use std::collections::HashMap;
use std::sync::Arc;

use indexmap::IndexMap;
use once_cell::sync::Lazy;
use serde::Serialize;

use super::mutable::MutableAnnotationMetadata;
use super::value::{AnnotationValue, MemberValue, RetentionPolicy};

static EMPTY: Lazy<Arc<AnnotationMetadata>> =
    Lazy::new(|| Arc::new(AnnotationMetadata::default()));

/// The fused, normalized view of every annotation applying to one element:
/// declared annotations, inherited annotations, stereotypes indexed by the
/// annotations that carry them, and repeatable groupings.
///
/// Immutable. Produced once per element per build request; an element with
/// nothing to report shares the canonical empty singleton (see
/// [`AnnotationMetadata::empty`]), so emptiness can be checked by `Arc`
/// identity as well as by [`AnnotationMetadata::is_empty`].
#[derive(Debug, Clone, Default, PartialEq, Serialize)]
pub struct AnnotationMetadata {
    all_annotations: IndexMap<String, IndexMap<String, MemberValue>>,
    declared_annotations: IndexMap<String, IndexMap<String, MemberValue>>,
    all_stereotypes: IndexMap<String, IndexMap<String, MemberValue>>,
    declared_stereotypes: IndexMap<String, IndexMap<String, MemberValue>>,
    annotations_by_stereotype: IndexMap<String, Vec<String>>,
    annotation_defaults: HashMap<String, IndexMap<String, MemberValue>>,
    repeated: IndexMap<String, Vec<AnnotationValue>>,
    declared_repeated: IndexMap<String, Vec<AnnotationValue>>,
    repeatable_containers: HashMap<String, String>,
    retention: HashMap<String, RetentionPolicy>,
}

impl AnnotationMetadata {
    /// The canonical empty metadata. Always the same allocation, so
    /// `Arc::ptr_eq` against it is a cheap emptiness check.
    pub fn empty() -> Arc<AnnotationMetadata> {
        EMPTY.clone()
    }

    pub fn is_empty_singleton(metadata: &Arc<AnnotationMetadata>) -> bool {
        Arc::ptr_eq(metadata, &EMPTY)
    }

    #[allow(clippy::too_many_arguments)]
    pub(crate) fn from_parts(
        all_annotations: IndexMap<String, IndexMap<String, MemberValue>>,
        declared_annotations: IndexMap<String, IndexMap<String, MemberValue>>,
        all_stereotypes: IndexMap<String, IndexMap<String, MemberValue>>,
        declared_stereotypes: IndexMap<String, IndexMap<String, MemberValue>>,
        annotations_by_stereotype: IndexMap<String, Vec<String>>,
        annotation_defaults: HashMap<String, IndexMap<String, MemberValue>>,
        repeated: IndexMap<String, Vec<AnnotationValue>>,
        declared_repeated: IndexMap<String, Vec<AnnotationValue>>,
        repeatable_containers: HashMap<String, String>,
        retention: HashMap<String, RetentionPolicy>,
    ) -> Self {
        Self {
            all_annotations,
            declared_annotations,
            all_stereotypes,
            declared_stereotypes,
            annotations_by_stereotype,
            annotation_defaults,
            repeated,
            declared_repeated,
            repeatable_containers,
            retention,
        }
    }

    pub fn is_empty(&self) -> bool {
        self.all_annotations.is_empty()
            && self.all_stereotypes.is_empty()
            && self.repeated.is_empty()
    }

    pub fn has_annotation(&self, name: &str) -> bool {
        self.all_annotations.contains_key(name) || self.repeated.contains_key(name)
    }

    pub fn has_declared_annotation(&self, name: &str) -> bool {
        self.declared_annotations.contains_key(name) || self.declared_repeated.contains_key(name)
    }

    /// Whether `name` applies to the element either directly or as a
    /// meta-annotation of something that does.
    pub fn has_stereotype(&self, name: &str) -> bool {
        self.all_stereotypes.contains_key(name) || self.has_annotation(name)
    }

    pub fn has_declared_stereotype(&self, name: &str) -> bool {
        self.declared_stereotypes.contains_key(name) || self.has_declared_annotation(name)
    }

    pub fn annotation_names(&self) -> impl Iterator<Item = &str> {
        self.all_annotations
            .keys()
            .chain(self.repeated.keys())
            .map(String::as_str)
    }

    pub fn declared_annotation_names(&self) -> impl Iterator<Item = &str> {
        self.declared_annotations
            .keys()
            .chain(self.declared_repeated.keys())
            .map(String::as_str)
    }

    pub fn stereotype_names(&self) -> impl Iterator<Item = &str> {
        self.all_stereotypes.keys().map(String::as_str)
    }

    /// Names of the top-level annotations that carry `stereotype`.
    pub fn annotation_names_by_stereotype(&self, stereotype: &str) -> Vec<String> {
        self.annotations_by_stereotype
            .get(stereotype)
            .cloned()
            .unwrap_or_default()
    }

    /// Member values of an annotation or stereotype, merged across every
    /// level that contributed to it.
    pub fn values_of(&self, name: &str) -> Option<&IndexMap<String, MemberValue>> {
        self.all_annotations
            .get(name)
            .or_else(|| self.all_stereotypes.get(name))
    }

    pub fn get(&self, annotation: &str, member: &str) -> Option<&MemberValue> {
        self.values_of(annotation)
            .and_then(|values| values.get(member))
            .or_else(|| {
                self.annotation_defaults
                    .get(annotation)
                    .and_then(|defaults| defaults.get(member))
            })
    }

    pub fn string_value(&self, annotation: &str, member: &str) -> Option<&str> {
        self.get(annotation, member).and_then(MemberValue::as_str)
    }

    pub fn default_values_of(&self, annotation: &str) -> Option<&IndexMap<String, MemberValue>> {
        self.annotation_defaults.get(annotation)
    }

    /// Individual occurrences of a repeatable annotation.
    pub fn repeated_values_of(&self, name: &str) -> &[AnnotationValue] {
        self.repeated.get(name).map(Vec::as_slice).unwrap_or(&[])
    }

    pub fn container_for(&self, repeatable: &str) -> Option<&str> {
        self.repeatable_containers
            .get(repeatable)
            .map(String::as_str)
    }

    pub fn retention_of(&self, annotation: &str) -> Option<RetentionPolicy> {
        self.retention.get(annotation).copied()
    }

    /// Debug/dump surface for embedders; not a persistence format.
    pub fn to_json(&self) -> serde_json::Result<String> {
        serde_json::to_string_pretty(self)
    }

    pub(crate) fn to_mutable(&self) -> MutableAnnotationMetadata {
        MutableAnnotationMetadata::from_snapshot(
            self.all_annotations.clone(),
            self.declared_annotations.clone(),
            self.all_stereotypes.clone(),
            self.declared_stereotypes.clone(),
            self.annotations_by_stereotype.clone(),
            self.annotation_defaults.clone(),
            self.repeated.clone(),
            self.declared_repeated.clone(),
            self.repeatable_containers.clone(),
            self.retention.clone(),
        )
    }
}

------

WHAT YOU SHOULD DO: Every line of the records containing the word "RetentionPolicy" must appear in the answer.

REPLY:
use super::value::{AnnotationValue, MemberValue, RetentionPolicy};
    retention: HashMap<String, RetentionPolicy>,
        retention: HashMap<String, RetentionPolicy>,
    pub fn retention_of(&self, annotation: &str) -> Option<RetentionPolicy> {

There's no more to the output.